Last week I decided to download and install the update for the Paperwhite. I downloaded but when I plugged my cable into the computer, it would light up indicating it was charging but my computer with Windows 7 would not see the Paperwhite. I screwed around for awhile and quit. A few hours later I went back but this time I picked up a cable that came with a Kindle and it worked without a problem. The cable that didn't work was bought in a cellphone store.


----------



## Linjeakel

patrickt said:


> Last week I decided to download and install the update for the Paperwhite. I downloaded but when I plugged my cable into the computer, it would light up indicating it was charging but my computer with Windows 7 would not see the Paperwhite. I screwed around for awhile and quit. A few hours later I went back but this time I picked up a cable that came with a Kindle and it worked without a problem. The cable that didn't work was bought in a cellphone store.


There are cables that are only designed to charge and cannot be used to transfer data, and some that are intended to do both - you need to make sure when you buy, that the cable is going to do what you want. It's likely if you bought it in a cellphone store, that it was only designed to charge.


----------



## JimC1946

The same thing happened to me about three years ago with my Kindle 2. I was using the cable that came with the K2, but I also tried it with another cable with the same results - no USB mode. I called Amazon CS, and after a few minutes, they transferred me to technical support, and after doing the things they asked me to do, they determined that the K2 was defective. It was still under warranty, and the next morning, a new K2 was delivered.


----------



## Steph H

If Ann and Betsy's suggestions don't work, and one or the other usually works for me on the odd occasion that I have a similar issue, then try rebooting your computer and then plugging in again. That usually works as a last resort.  Sometimes the USB ports, whether on a hub or not, just need to get 'reset' or 'cleared' -- I've found this to be true for not just my Kindle but also when plugging in other things from time to time.  

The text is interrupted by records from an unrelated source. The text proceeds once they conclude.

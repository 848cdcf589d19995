//! Parse memoization keyed by content identity.
//!
//! Re-selecting an input that was already parsed (same bytes, same loader
//! columns) returns the shared `Arc<Corpus>` instead of parsing again.
//! Entries live as long as the cache; there is no eviction.

use super::{Corpus, Loader};
use core::hash::BuildHasher;
use rustc_hash::{FxBuildHasher, FxHashMap};
use std::sync::Arc;
use tally_types::LoadError;

#[derive(Debug, Clone, PartialEq, Eq, Hash)]
struct CacheKey {
    len: usize,
    digest: u64,
    loader: Loader,
}

#[derive(Debug)]
struct CacheEntry {
    source: Arc<[u8]>,
    corpus: Arc<Corpus>,
}

/// Hit/miss counters.
#[derive(Debug, Clone, Copy, Default, PartialEq, Eq)]
pub struct CacheStats {
    /// Lookups answered from the cache.
    pub hits: u64,
    /// Lookups that had to parse.
    pub misses: u64,
    /// Cached corpora.
    pub entries: usize,
}

/// Memoizes [`Loader`] output by input bytes.
#[derive(Debug, Default)]
pub struct LoaderCache {
    entries: FxHashMap<CacheKey, CacheEntry>,
    hits: u64,
    misses: u64,
}

impl LoaderCache {
    /// Creates an empty cache.
    pub fn new() -> Self {
        Self::default()
    }

    /// Returns the cached corpus for `source`, parsing it on a miss.
    ///
    /// Failed parses are not cached.
    pub fn get_or_load(
        &mut self,
        loader: &Loader,
        source: &Arc<[u8]>,
    ) -> Result<Arc<Corpus>, LoadError> {
        let key = CacheKey {
            len: source.len(),
            digest: FxBuildHasher.hash_one(&source[..]),
            loader: loader.clone(),
        };

        if let Some(entry) = self.entries.get(&key) {
            // The digest is not collision-free; confirm the bytes match.
            if entry.source[..] == source[..] {
                self.hits += 1;
                log::debug!("loader cache hit ({} bytes)", source.len());
                return Ok(Arc::clone(&entry.corpus));
            }
            log::warn!("loader cache digest collision ({} bytes)", source.len());
        }

        self.misses += 1;
        log::debug!("loader cache miss ({} bytes)", source.len());

        let corpus = Arc::new(loader.load_bytes(source)?);
        self.entries.insert(
            key,
            CacheEntry {
                source: Arc::clone(source),
                corpus: Arc::clone(&corpus),
            },
        );
        Ok(corpus)
    }

    /// Returns hit/miss counters.
    pub fn stats(&self) -> CacheStats {
        CacheStats {
            hits: self.hits,
            misses: self.misses,
            entries: self.entries.len(),
        }
    }

    /// Drops every cached corpus.
    pub fn clear(&mut self) {
        self.entries.clear();
    }
}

Then again, I tend to leave my computer on all the time and reboot at long intervals; if you regularly turn yours off, this may not be applicable/helpful.


----------



## kindlematt

This is more of a Windows problem, and not a Kindle problem.


----------



## Betsy the Quilter

Nonetheless, this is the place to ask!  (And really, it's just as likely a cable problem...)

Betsy


----------



## kindlematt

Oops Betsy, I think my post was not clear! I just meant that the poster should not worry about their Kindle because it is a Windows problem. I did not mean that the question should not be posted here. Sorry! It sounded rude but I did not mean it that way!


----------



## Betsy the Quilter

Thanks for clarifying, matt!  I didn't think you meant it like it sounded, but I wanted to make sure the OP realized it was OK!

Betsy


----------